Indian climate activist (born 2007)

Ridhima Pandey (born in october 2007) is an Indian environmental activist who advocates for action against climate change. She has been likened to Greta Thunberg. When she was nine years old, she filed a suit against the Indian government for not taking enough steps to combat climate change. She also was one of the complainants to the United Nations, along with several other young climate activists, against several nations' failure to take action against the climate crisis.

== Background ==

Pandey lives in Haridwar, Uttarakhand, a state in the North of India. She is daughter of Dinesh Chandra Pandey who works in Wildlife Trust India who is an environmentalist and has worked in Uttarakhand in this capacity for 16 years and her mother is Vinita Pandey who works for Forest Department for Uttarakhand.

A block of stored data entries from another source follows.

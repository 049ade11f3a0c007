//! Durable records of the engine and the way back from them.
//!
//! Every journaled [`DomainEvent`] is expanded into a [`ChangeSet`]: the
//! event plus the current form of each record it touched. A sink that
//! upserts those records holds the full engine state, which
//! [`ReadingEngine::restore`] loads into a fresh engine at startup.

use std::collections::HashSet;

use super::ReadingEngine;
use crate::domain::{
    Certificate, CheckIn, DailyRankingSnapshot, DomainEvent, Enrollment, Event, EventEntry,
    EventId, EventStatus, Quota, ReadingSchedule, Reward,
};
use crate::error::GatewayError;

/// An event with the schedules and enrollments it owns.
#[derive(Debug, Clone)]
pub struct EventAggregate {
    /// Event record.
    pub event: Event,
    /// Reading days in order.
    pub schedules: Vec<ReadingSchedule>,
    /// Every enrollment, cancelled ones included.
    pub enrollments: Vec<Enrollment>,
}

/// A journaled event and the records it left behind.
#[derive(Debug, Clone)]
pub struct ChangeSet {
    /// The published event.
    pub event: DomainEvent,
    /// Current aggregate of the event, for changes to the event or its
    /// enrollments.
    pub aggregate: Option<EventAggregate>,
    /// Recorded check-in.
    pub check_in: Option<CheckIn>,
    /// Committed reward.
    pub reward: Option<Reward>,
    /// Quota row the reward was spent from.
    pub quota: Option<Quota>,
    /// Generated snapshot.
    pub snapshot: Option<DailyRankingSnapshot>,
    /// Issued certificate.
    pub certificate: Option<Certificate>,
}

impl ChangeSet {
    /// A change set carrying only the event.
    #[must_use]
    pub const fn bare(event: DomainEvent) -> Self {
        Self {
            event,
            aggregate: None,
            check_in: None,
            reward: None,
            quota: None,
            snapshot: None,
            certificate: None,
        }
    }
}

/// Everything a sink stored, ready to be loaded back.
#[derive(Debug, Clone, Default)]
pub struct StoredState {
    /// Event aggregates.
    pub aggregates: Vec<EventAggregate>,
    /// Check-ins.
    pub check_ins: Vec<CheckIn>,
    /// Rewards.
    pub rewards: Vec<Reward>,
    /// Quota rows.
    pub quotas: Vec<Quota>,
    /// Daily ranking snapshots.
    pub snapshots: Vec<DailyRankingSnapshot>,
    /// Certificates.
    pub certificates: Vec<Certificate>,
}

impl StoredState {
    /// Returns `true` when nothing was stored.
    #[must_use]
    pub fn is_empty(&self) -> bool {
        self.aggregates.is_empty()
            && self.check_ins.is_empty()
            && self.rewards.is_empty()
            && self.quotas.is_empty()
            && self.snapshots.is_empty()
            && self.certificates.is_empty()
    }
}

impl ReadingEngine {
    /// Expands a journaled event into the records it touched, read from the
    /// live stores.
    ///
    /// Records reflect the state at the time of the call, which may already
    /// include later changes. Upserting them keeps a sink current either way.
    pub async fn change_set(&self, event: DomainEvent) -> ChangeSet {
        let event_id = event.event_id();
        let mut change = ChangeSet::bare(event);
        match &change.event {
            DomainEvent::RankingGenerated { date, .. } => {
                change.snapshot = self.rankings.snapshot(event_id, *date).await.ok();
            }
            DomainEvent::CertificateIssued { certificate_id, .. } => {
                change.certificate = self.certificates.certificate(*certificate_id).await;
            }
            DomainEvent::CheckInRecorded { check_in_id, .. } => {
                change.check_in = self.ctx.activity.check_in(*check_in_id).await;
                change.aggregate = self.aggregate(event_id).await;
            }
            DomainEvent::RewardGiven { reward_id, .. } => {
                let reward = self.ctx.activity.reward(*reward_id).await;
                if let Some(reward) = &reward {
                    change.quota = self.quota_row(reward).await;
                }
                change.reward = reward;
                change.aggregate = self.aggregate(event_id).await;
            }
            _ => change.aggregate = self.aggregate(event_id).await,
        }
        change
    }

    async fn aggregate(&self, event_id: EventId) -> Option<EventAggregate> {
        let entry_lock = self.ctx.registry.get(event_id).await.ok()?;
        let entry = entry_lock.read().await;
        let mut enrollments = Vec::new();
        for handle in entry.enrollments() {
            enrollments.push(handle.lock().await.clone());
        }
        Some(EventAggregate {
            event: entry.event.clone(),
            schedules: entry.schedules.clone(),
            enrollments,
        })
    }

    async fn quota_row(&self, reward: &Reward) -> Option<Quota> {
        let key = super::QuotaLedger::key(
            reward.giver_id,
            reward.event_id,
            reward.created_at.date_naive(),
        );
        match self.rewards.ledger().row(key).await {
            Ok(row) => row,
            Err(e) => {
                tracing::warn!(
                    reward_id = %reward.id,
                    error = %e,
                    "quota row unavailable for journal"
                );
                None
            }
        }
    }

    /// Loads stored records into this engine.
    ///
    /// Meant for a fresh engine before it serves requests. Nothing is
    /// published: the records already went through the journal once.
    /// Final leaderboards of completed events are rebuilt from the
    /// restored rewards.
    ///
    /// # Errors
    ///
    /// Returns [`GatewayError::StateConflict`] when a record clashes with
    /// one already loaded: a second aggregate for the same event, a second
    /// check-in for the same day, or a certificate rank or number that is
    /// already held.
    pub async fn restore(&self, state: StoredState) -> Result<(), GatewayError> {
        let StoredState {
            aggregates,
            mut check_ins,
            mut rewards,
            quotas,
            snapshots,
            certificates,
        } = state;

        let mut completed = Vec::new();
        let events = aggregates.len();
        for aggregate in aggregates {
            if aggregate.event.status == EventStatus::Completed {
                completed.push(aggregate.event.id);
            }
            let entry =
                EventEntry::restore(aggregate.event, aggregate.schedules, aggregate.enrollments);
            self.ctx.registry.insert(entry).await?;
        }

        check_ins.sort_by_key(|c| c.created_at);
        for check_in in check_ins {
            self.ctx.activity.record_check_in(check_in).await?;
        }

        rewards.sort_by_key(|r| r.created_at);
        let mut seen = HashSet::new();
        let reward_count = rewards.len();
        for reward in rewards {
            if seen.insert(reward.id) {
                self.ctx.activity.append_reward(reward).await;
            }
        }

        for quota in quotas {
            self.rewards.ledger().restore(quota).await;
        }
        for snapshot in snapshots {
            self.rankings.restore_snapshot(snapshot).await;
        }
        let certificate_count = certificates.len();
        for certificate in certificates {
            self.certificates.restore(certificate).await?;
        }
        for event_id in completed {
            self.rankings.finalize(event_id).await?;
        }

        tracing::info!(
            events,
            rewards = reward_count,
            certificates = certificate_count,
            "engine state restored"
        );
        Ok(())
    }
}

Her interest in climate change started when Pandey's home of Uttarakhand had been affected by severe weather over the past three years and in 2013, over 1000 people died in cause of floods and landslides. Almost 100,000 people had to be evacuated from the region. According to World Bank, climate change is likely to increase pressure on the water supply in India.

She has stated that her activism was motivated by seeing the impact of the 2013 Uttarakhand floods.

== Activism ==

=== Legal action against the Indian government ===
At age nine, Pandey filed a lawsuit against the Indian Government on the basis that they had not taken the significant steps against climate change that they had agreed to in the Paris Agreement. This court case was presented in the National Green Tribunal (NGT), a court which was established in 2010 that deals solely with environmental cases. The petition argued that the Public Trust Doctrine, India's commitments under the Paris Agreement, and existing Environmental laws obligated stronger measures to mitigate climate change. Although the petition was ultimately dismissed, it brought significant attention to the climate crisis in India.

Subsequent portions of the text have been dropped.